RO water will usually have a ph level of around 7 and a kh (alkalinity) of 0. Over a period of time doing 100% RO water topoffs could be detrimental, so at the most I would do is 50%. As mentioned it will strip the water's natural nutrients your fish and plants need. Keeping it 50% from your tap will help that. But when it comes down to it, if it is all working for you and the tank has been running along a while with no problems then why risk throwing things off by changing them up?


----------



## phys (Feb 4, 2011)

RO is amazing to have in a new aquarium but you have to get mineral supplements for it to keep the pH, kH, and others in line. If you start to put it in your old tank, then be sure to watch those parameters so you dont harm your fish.. as for you, you'll like the taste and cleanliness of the house water. Beware tho, just like fish, some of those minerals in water are needed by your body and if you dont get them, you may become ill also.


----------



## snail (Aug 6, 2010)

Breeders sometimes use RO mixed with tap water to get the water right for breeding a particular fish. As mentioned you cant use pure RO water unless you add back the needed minerals, important for salt water reef tanks but not generally needed in fresh water tanks. So unless you have a particular goal or problem to combat there isn't any reason for you to use a RO filter.


----------



## 3x100cart (Feb 7, 2011)

jrman83 said:


> RO water will usually have a ph level of around 7 and a kh (alkalinity) of 0. Over a period of time doing 100% RO water topoffs could be detrimental, so at the most I would do is 50%. As mentioned it will strip the water's natural nutrients your fish and plants need. Keeping it 50% from your tap will help that. But when it comes down to it, if it is all working for you and the tank has been running along a while with no problems then why risk throwing things off by changing them up?
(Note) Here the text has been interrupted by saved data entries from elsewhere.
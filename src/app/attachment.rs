// This Source Code Form is subject to the terms of the Mozilla Public
// License, v. 2.0. If a copy of the MPL was not distributed with this
// file, You can obtain one at https://mozilla.org/MPL/2.0/.

//! Policy attachment management
//!
//! An attachment binds one policy template to one principal entity (a
//! concrete principal ARN or a group id) as a template-linked policy in
//! the engine.  The attachment is pure engine state; the records here are
//! reconstructed from the engine's template-linked definitions.

use super::Platform;
use crate::api_error::Error;
use crate::engine::EntityRef;
use crate::engine::LinkedPolicyRecord;
use crate::engine::PolicyFilter;
use crate::engine::GROUP_ENTITY_TYPE;
use chrono::DateTime;
use chrono::Utc;
use serde_with::DeserializeFromStr;
use serde_with::SerializeDisplay;
use slog::info;

/// What an attachment is bound to
#[derive(
    Clone, Copy, Debug, DeserializeFromStr, Eq, PartialEq, SerializeDisplay,
)]
pub enum TargetType {
    /// A concrete principal ARN
    User,
    /// A group id; matches every member of the group
    Group,
}

impl std::str::FromStr for TargetType {
    type Err = Error;

    fn from_str(s: &str) -> Result<Self, Self::Err> {
        match s {
            "user" => Ok(TargetType::User),
            "group" => Ok(TargetType::Group),
            _ => Err(Error::invalid_argument(
                "targetType must be 'user' or 'group'",
            )),
        }
    }
}

impl std::fmt::Display for TargetType {
    fn fmt(&self, f: &mut std::fmt::Formatter<'_>) -> std::fmt::Result {
        f.write_str(match self {
            TargetType::User => "user",
            TargetType::Group => "group",
        })
    }
}

/// A policy attachment
#[derive(Clone, Debug, Eq, PartialEq)]
pub struct Attachment {
    pub attachment_id: String,
    pub policy_id: String,
    pub target_type: TargetType,
    pub target_id: String,
    pub created_at: DateTime<Utc>,
}

impl From<LinkedPolicyRecord> for Attachment {
    fn from(record: LinkedPolicyRecord) -> Attachment {
        let target_type = if record.principal.entity_type == GROUP_ENTITY_TYPE
        {
            TargetType::Group
        } else {
            TargetType::User
        };
        Attachment {
            attachment_id: record.policy_id,
            policy_id: record.template_id,
            target_type,
            target_id: record.principal.entity_id,
            created_at: record.created_at,
        }
    }
}

/// Filter options for listing attachments
#[derive(Clone, Debug, Default)]
pub struct AttachmentListFilter {
    pub policy_id: Option<String>,
    pub target_type: Option<TargetType>,
    pub target_id: Option<String>,
}

fn principal_entity(target_type: TargetType, target_id: &str) -> EntityRef {
    match target_type {
        TargetType::User => EntityRef::principal(target_id),
        TargetType::Group => EntityRef::group(target_id),
    }
}

impl Platform {
    pub async fn attachment_create(
        &self,
        account_id: &str,
        policy_id: &str,
        target_type: TargetType,
        target_id: &str,
    ) -> Result<Attachment, Error> {
        if policy_id.is_empty() || target_id.is_empty() {
            return Err(Error::invalid_argument(
                "policyId and targetId are required",
            ));
        }
        let store_id = self.policy_store_for_account(account_id).await?;
        let record = self
            .engine
            .attachment_create(
                &store_id,
                policy_id,
                principal_entity(target_type, target_id),
            )
            .await?;

        info!(self.log, "policy attached";
            "account_id" => account_id,
            "policy_id" => policy_id,
            "target_type" => %target_type,
            "target_id" => target_id,
            "attachment_id" => &record.policy_id,
        );
        Ok(Attachment::from(record))
    }

    pub async fn attachment_delete(
        &self,
        account_id: &str,
        attachment_id: &str,
    ) -> Result<(), Error> {
        let store_id = self.policy_store_for_account(account_id).await?;
        self.engine.attachment_delete(&store_id, attachment_id).await?;

        info!(self.log, "policy detached";
            "account_id" => account_id,
            "attachment_id" => attachment_id,
        );
        Ok(())
    }

    pub async fn attachments_list(
        &self,
        account_id: &str,
        filter: &AttachmentListFilter,
    ) -> Result<Vec<Attachment>, Error> {
        let store_id = self.policy_store_for_account(account_id).await?;
        // A principal restriction needs both halves; a bare target type or
        // id does not identify an entity.
        let principal = match (filter.target_type, &filter.target_id) {
            (Some(target_type), Some(target_id)) if !target_id.is_empty() => {
                Some(principal_entity(target_type, target_id))
            }
            _ => None,
        };
        let records = self
            .engine
            .attachments_list(
                &store_id,
                &PolicyFilter {
                    template_id: filter.policy_id.clone(),
                    principal,
                },
            )
            .await?;
        Ok(records.into_iter().map(Attachment::from).collect())
    }
}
that is what I was thinking but it might be better than the chlorine in tap and with only doing top offs for at most 5 gal if i been away or ungodly lazy wouldn't the nutrients from soil and plants make up for that lack in RO

from what read so far doing the reverse osmosis might not be as important as what I told by the fish store guys for me and at most a 50 50 mix 

as far as plants so any tall ones do great(constantly pulling out excess just cannt do much on low level grasses but it a vary tall tank and I am reding lights for that


----------



## jrman83 (Jul 9, 2010)

You add conditioner to remove chlorine, or you should be. The plants will use up nutrients that they get from your tap (ie magnesium, calcium, etc). You can add a product called gh booster or equilibrium that will put it all back.


----------



## 3x100cart (Feb 7, 2011)

jrman83 said:


> You add conditioner to remove chlorine, or you should be. The plants will use up nutrients that they get from your tap (ie magnesium, calcium, etc). You can add a product called gh booster or equilibrium that will put it all back.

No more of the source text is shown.